▶ **Description of the task**
A verbatim copy of all entries is the expected output.
*** Opening of Records provided ***
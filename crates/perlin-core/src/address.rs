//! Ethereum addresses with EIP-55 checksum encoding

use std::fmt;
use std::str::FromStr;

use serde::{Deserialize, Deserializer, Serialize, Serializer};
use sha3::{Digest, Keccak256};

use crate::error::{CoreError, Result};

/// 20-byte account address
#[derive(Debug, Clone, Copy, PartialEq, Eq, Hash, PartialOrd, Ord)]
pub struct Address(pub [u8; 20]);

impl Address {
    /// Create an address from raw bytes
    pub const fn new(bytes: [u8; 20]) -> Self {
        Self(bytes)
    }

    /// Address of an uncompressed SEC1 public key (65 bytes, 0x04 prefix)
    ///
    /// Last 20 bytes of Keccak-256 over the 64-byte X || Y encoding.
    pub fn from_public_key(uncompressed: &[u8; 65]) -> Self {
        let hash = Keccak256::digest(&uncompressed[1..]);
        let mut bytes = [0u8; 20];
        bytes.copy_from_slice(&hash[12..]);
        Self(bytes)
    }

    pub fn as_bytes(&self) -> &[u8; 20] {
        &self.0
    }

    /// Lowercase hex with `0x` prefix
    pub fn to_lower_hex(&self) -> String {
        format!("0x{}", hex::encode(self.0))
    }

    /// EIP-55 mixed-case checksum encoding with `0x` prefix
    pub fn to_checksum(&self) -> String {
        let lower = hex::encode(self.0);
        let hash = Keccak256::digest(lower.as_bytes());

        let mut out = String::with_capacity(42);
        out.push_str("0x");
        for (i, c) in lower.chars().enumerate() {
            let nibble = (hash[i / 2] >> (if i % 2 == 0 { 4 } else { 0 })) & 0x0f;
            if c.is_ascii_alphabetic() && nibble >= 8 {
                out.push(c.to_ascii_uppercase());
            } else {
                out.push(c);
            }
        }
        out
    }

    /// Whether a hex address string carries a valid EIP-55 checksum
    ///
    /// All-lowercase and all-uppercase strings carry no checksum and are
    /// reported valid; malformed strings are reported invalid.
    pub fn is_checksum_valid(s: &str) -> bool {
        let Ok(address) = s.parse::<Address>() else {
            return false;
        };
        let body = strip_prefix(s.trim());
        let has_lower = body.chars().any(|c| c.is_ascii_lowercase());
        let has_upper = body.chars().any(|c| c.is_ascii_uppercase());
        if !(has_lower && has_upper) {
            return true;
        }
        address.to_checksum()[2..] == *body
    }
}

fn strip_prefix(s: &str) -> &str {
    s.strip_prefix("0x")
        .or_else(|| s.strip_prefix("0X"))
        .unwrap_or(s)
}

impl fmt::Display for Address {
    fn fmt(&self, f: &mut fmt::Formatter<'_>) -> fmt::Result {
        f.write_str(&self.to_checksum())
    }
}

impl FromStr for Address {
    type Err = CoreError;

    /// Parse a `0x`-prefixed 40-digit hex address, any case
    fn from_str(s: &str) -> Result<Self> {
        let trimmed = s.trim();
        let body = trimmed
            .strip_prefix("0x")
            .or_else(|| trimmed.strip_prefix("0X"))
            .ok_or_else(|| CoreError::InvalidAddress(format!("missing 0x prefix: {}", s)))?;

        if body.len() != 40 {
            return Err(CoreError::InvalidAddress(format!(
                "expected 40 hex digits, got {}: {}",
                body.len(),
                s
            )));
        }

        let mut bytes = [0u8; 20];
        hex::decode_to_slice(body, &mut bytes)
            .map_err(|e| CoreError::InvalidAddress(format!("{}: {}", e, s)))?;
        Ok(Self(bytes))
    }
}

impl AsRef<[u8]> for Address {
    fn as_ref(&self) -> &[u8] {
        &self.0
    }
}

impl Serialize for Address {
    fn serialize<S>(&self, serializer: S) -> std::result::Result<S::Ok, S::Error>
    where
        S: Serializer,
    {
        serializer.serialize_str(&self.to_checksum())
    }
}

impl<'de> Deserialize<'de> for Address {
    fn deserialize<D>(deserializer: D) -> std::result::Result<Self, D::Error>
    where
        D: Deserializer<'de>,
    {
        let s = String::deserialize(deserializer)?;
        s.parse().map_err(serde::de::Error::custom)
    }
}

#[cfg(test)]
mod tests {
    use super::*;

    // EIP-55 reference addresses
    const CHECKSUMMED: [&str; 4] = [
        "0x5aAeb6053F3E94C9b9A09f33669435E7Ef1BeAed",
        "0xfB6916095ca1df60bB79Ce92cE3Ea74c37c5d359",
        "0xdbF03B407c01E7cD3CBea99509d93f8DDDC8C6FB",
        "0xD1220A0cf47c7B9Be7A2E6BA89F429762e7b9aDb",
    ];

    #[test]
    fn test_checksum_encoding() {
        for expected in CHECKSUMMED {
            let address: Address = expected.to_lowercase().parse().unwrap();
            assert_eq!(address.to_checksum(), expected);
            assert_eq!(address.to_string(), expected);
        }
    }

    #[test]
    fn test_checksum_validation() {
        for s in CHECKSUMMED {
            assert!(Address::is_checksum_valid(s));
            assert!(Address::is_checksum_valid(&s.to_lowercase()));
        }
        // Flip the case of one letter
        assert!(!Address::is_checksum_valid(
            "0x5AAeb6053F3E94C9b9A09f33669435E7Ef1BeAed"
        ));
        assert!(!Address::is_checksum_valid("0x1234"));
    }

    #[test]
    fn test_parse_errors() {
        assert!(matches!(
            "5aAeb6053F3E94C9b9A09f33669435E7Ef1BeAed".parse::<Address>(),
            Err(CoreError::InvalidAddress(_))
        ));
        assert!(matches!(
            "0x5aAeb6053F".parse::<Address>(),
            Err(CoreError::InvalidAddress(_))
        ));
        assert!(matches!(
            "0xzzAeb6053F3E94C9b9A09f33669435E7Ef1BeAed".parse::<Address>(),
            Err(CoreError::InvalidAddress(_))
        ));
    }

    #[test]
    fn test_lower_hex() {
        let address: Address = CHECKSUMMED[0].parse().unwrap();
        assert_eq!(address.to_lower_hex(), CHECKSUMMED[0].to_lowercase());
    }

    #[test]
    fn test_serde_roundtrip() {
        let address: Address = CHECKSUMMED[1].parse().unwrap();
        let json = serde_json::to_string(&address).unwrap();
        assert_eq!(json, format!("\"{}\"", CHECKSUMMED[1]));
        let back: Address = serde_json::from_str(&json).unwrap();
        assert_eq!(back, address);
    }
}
*** Close of Records provided ***
▶ **Answer section**
filename crates/perlin-core/src/address.rs
//! Ethereum addresses with EIP-55 checksum encoding

use std::fmt;
use std::str::FromStr;

use serde::{Deserialize, Deserializer, Serialize, Serializer};
use sha3::{Digest, Keccak256};

use crate::error::{CoreError, Result};

/// 20-byte account address
#[derive(Debug, Clone, Copy, PartialEq, Eq, Hash, PartialOrd, Ord)]
pub struct Address(pub [u8; 20]);

impl Address {
    /// Create an address from raw bytes
    pub const fn new(bytes: [u8; 20]) -> Self {
        Self(bytes)
    }

    /// Address of an uncompressed SEC1 public key (65 bytes, 0x04 prefix)
    ///
    /// Last 20 bytes of Keccak-256 over the 64-byte X || Y encoding.
    pub fn from_public_key(uncompressed: &[u8; 65]) -> Self {
        let hash = Keccak256::digest(&uncompressed[1..]);
        let mut bytes = [0u8; 20];
        bytes.copy_from_slice(&hash[12..]);
        Self(bytes)
    }

    pub fn as_bytes(&self) -> &[u8; 20] {
        &self.0
    }

    /// Lowercase hex with `0x` prefix
    pub fn to_lower_hex(&self) -> String {
        format!("0x{}", hex::encode(self.0))
    }

    /// EIP-55 mixed-case checksum encoding with `0x` prefix
    pub fn to_checksum(&self) -> String {
        let lower = hex::encode(self.0);
        let hash = Keccak256::digest(lower.as_bytes());

        let mut out = String::with_capacity(42);
        out.push_str("0x");
        for (i, c) in lower.chars().enumerate() {
            let nibble = (hash[i / 2] >> (if i % 2 == 0 { 4 } else { 0 })) & 0x0f;
            if c.is_ascii_alphabetic() && nibble >= 8 {
                out.push(c.to_ascii_uppercase());
            } else {
                out.push(c);
            }
        }
        out
    }

    /// Whether a hex address string carries a valid EIP-55 checksum
    ///
    /// All-lowercase and all-uppercase strings carry no checksum and are
    /// reported valid; malformed strings are reported invalid.
    pub fn is_checksum_valid(s: &str) -> bool {
        let Ok(address) = s.parse::<Address>() else {
            return false;
        };
        let body = strip_prefix(s.trim());
        let has_lower = body.chars().any(|c| c.is_ascii_lowercase());
        let has_upper = body.chars().any(|c| c.is_ascii_uppercase());
        if !(has_lower && has_upper) {
            return true;
        }
        address.to_checksum()[2..] == *body
    }
}

fn strip_prefix(s: &str) -> &str {
    s.strip_prefix("0x")
        .or_else(|| s.strip_prefix("0X"))
        .unwrap_or(s)
}

impl fmt::Display for Address {
    fn fmt(&self, f: &mut fmt::Formatter<'_>) -> fmt::Result {
        f.write_str(&self.to_checksum())
    }
}

impl FromStr for Address {
    type Err = CoreError;

    /// Parse a `0x`-prefixed 40-digit hex address, any case
    fn from_str(s: &str) -> Result<Self> {
        let trimmed = s.trim();
        let body = trimmed
            .strip_prefix("0x")
            .or_else(|| trimmed.strip_prefix("0X"))
            .ok_or_else(|| CoreError::InvalidAddress(format!("missing 0x prefix: {}", s)))?;

        if body.len() != 40 {
            return Err(CoreError::InvalidAddress(format!(
                "expected 40 hex digits, got {}: {}",
                body.len(),
                s
            )));
        }

        let mut bytes = [0u8; 20];
        hex::decode_to_slice(body, &mut bytes)
            .map_err(|e| CoreError::InvalidAddress(format!("{}: {}", e, s)))?;
        Ok(Self(bytes))
    }
}

impl AsRef<[u8]> for Address {
    fn as_ref(&self) -> &[u8] {
        &self.0
    }
}

impl Serialize for Address {
    fn serialize<S>(&self, serializer: S) -> std::result::Result<S::Ok, S::Error>
    where
        S: Serializer,
    {
        serializer.serialize_str(&self.to_checksum())
    }
}

impl<'de> Deserialize<'de> for Address {
    fn deserialize<D>(deserializer: D) -> std::result::Result<Self, D::Error>
    where
        D: Deserializer<'de>,
    {
        let s = String::deserialize(deserializer)?;
        s.parse().map_err(serde::de::Error::custom)
    }
}

#[cfg(test)]
mod tests {
    use super::*;

    // EIP-55 reference addresses
    const CHECKSUMMED: [&str; 4] = [
        "0x5aAeb6053F3E94C9b9A09f33669435E7Ef1BeAed",
        "0xfB6916095ca1df60bB79Ce92cE3Ea74c37c5d359",
        "0xdbF03B407c01E7cD3CBea99509d93f8DDDC8C6FB",
        "0xD1220A0cf47c7B9Be7A2E6BA89F429762e7b9aDb",
    ];

    #[test]
    fn test_checksum_encoding() {
        for expected in CHECKSUMMED {
            let address: Address = expected.to_lowercase().parse().unwrap();
            assert_eq!(address.to_checksum(), expected);
            assert_eq!(address.to_string(), expected);
        }
    }

    #[test]
    fn test_checksum_validation() {
        for s in CHECKSUMMED {
            assert!(Address::is_checksum_valid(s));
            assert!(Address::is_checksum_valid(&s.to_lowercase()));
        }
        // Flip the case of one letter
        assert!(!Address::is_checksum_valid(
            "0x5AAeb6053F3E94C9b9A09f33669435E7Ef1BeAed"
        ));
        assert!(!Address::is_checksum_valid("0x1234"));
    }

    #[test]
    fn test_parse_errors() {
        assert!(matches!(
            "5aAeb6053F3E94C9b9A09f33669435E7Ef1BeAed".parse::<Address>(),
            Err(CoreError::InvalidAddress(_))
        ));
        assert!(matches!(
            "0x5aAeb6053F".parse::<Address>(),
            Err(CoreError::InvalidAddress(_))
        ));
        assert!(matches!(
            "0xzzAeb6053F3E94C9b9A09f33669435E7Ef1BeAed".parse::<Address>(),
            Err(CoreError::InvalidAddress(_))
        ));
    }

    #[test]
    fn test_lower_hex() {
        let address: Address = CHECKSUMMED[0].parse().unwrap();
        assert_eq!(address.to_lower_hex(), CHECKSUMMED[0].to_lowercase());
    }

    #[test]
    fn test_serde_roundtrip() {
        let address: Address = CHECKSUMMED[1].parse().unwrap();
        let json = serde_json::to_string(&address).unwrap();
        assert_eq!(json, format!("\"{}\"", CHECKSUMMED[1]));
        let back: Address = serde_json::from_str(&json).unwrap();
        assert_eq!(back, address);
    }
}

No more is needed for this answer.